Let me give you only a handful of examples.  When Weil was five and Europe was in the midst of World War I, she and her brother Andre "adopted" a handful of soldiers who had no family, sending them most of their rations of sugar and all of their chocolate. Weil herself gathered wood, which her parents would pay her for, spending the proceeds on care packages for the soldiers.  She was one of the first women, along with Simone de Beauvoir, to be admitted to the prestigious Ecole Normale Superieure, where she came first in the philosophy exams.  Afterward, she taught in small schools around France, often getting into trouble for her involvement in politics, before quitting teaching altogether and taking up factory work. She was a hopeless labourer, slow and awkward and frequently fired.  But she paid attention.  For two summers in the late sixties and early seventies I worked ten hours a day in a factory--$1.69 an hour becomes a luxurious $2.39 an hour at the end of the day--and I can tell you that she paid attention.  She fully understood the exhausting tedium of factory work that left the worker little energy for anything above survival at the end of the day.  That came to inform her vision for a post-war France Charles de Gaulle asked her to conceive when she was working with him and the Free French in London, The Need for Roots.

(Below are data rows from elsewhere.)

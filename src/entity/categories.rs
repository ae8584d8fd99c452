use sea_orm::entity::prelude::*;

#[derive(Clone, Debug, PartialEq, DeriveEntityModel)]
#[sea_orm(table_name = "categories")]
pub struct Model {
    #[sea_orm(primary_key)]
    pub category_id: i32,
    #[sea_orm(unique)]
    pub name: String,
    pub description: Option<String>,
}

#[derive(Copy, Clone, Debug, EnumIter, DeriveRelation)]
pub enum Relation {
    #[sea_orm(has_many = "super::product_categories::Entity")]
    ProductCategories,
}

impl Related<super::product_categories::Entity> for Entity {
    fn to() -> RelationDef {
        Relation::ProductCategories.def()
    }
}

impl Related<super::products::Entity> for Entity {
    fn to() -> RelationDef {
        super::product_categories::Relation::Products.def()
    }
    fn via() -> Option<RelationDef> {
        Some(super::product_categories::Relation::Categories.def().rev())
    }
}

impl ActiveModelBehavior for ActiveModel {}
use axum::{extract::FromRequestParts, http::header};
use jsonwebtoken::{DecodingKey, Validation, decode};

use crate::{authz::Principal, dto::auth::Claims, error::AppError, models::Role};

/// Authenticated caller extracted from the bearer token. Wraps the explicit
/// [`Principal`] every service function takes by parameter.
#[derive(Debug, Clone)]
pub struct AuthUser {
    pub principal: Principal,
    pub email: String,
}

impl<S> FromRequestParts<S> for AuthUser
where
    S: Send + Sync,
{
    type Rejection = AppError;
    async fn from_request_parts(
        parts: &mut axum::http::request::Parts,
        _state: &S,
    ) -> Result<Self, Self::Rejection> {
        let auth_header = parts
            .headers
            .get(header::AUTHORIZATION)
            .ok_or_else(|| AppError::Unauthorized("Missing Authorization header".into()))?;

        let auth_str = auth_header
            .to_str()
            .map_err(|_| AppError::Unauthorized("Invalid Authorization header".into()))?;

        if !auth_str.starts_with("Bearer ") {
            return Err(AppError::Unauthorized("Invalid Authorization scheme".into()));
        }
        let token = auth_str.trim_start_matches("Bearer ").trim();

        let secret = std::env::var("JWT_SECRET")
            .map_err(|_| AppError::Internal(anyhow::anyhow!("JWT_SECRET is not set")))?;

        let decoded = decode::<Claims>(
            token,
            &DecodingKey::from_secret(secret.as_bytes()),
            &Validation::default(),
        )
        .map_err(|_| AppError::Unauthorized("Invalid or expired token".into()))?;

        // Both the subject id and the role must parse; anything else is
        // rejected outright rather than mapped to a fallback identity.
        let user_id = decoded
            .claims
            .sub
            .parse::<i32>()
            .map_err(|_| AppError::Unauthorized("Invalid user id in token".into()))?;

        let role = Role::parse(&decoded.claims.role)
            .ok_or_else(|| AppError::Unauthorized("Unknown role in token".into()))?;

        Ok(AuthUser {
            principal: Principal::new(user_id, role),
            email: decoded.claims.email,
        })
    }
}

She died paying attention.  Diagnosed with tuberculosis while working with the Free French, she was told to eat well.  Yet she continued attempting to live on what Parisians were given to eat when Paris was occupied by Nazis.  The coroner said she refused food while the balance of her mind was disturbed; others thought she starved herself in an attempt at Christ-like self-erasure that coloured her life; her closest friend said that she simply couldn't eat at the end of her life. Her first English biographer, Richard Reese sums up the controversy by saying "As for her death, whatever explanation one may give of it will amount in the end to saying that she died of love." Her life and her choices are obviously not the best argument for paying attention.  A feminist lens might place her with the nineteenth-century heroines who are simply too good to live, goodness being synonymous with a species of passivity.  So they die in childbirth or languish with consumption.

But the recent interest in her philosophy, and Hanson's question "Whose Weil?" suggests she fascinates at this historical moment for some reason.  Is it because we live in a time when egotism and grievance have gotten out of control and we seek a counterweight? She has given me a question that I ask when I'm struggling with walking.  Yesterday at the Lawson, I took my tenth fall of the year, brought over by nothing but my right leg's reluctance to lift itself above the sticky track.  My own toes brought me down.  And I can get rather self-pitying until I see someone whose struggles are so much greater than mine.  Then I ask, with Simone Weil, "What are you going through?" Her question turns self-pity and fear into empathy. 

But I promised a connection to Handel's Messiah, and I'm going to keep my promise.  As I hand-pieced my cheerful sunflower block I thought about these two women and their ideas about attention.  And then the biblical texts chosen for Messiah inserted themselves between these thoughts, with their emphasis, first on human and political arrogance and then on peace.  And came the thunderclap.  In our everyday lives, we can create peace by paying attention, often to people who are labouring in invisibility or different from ourselves.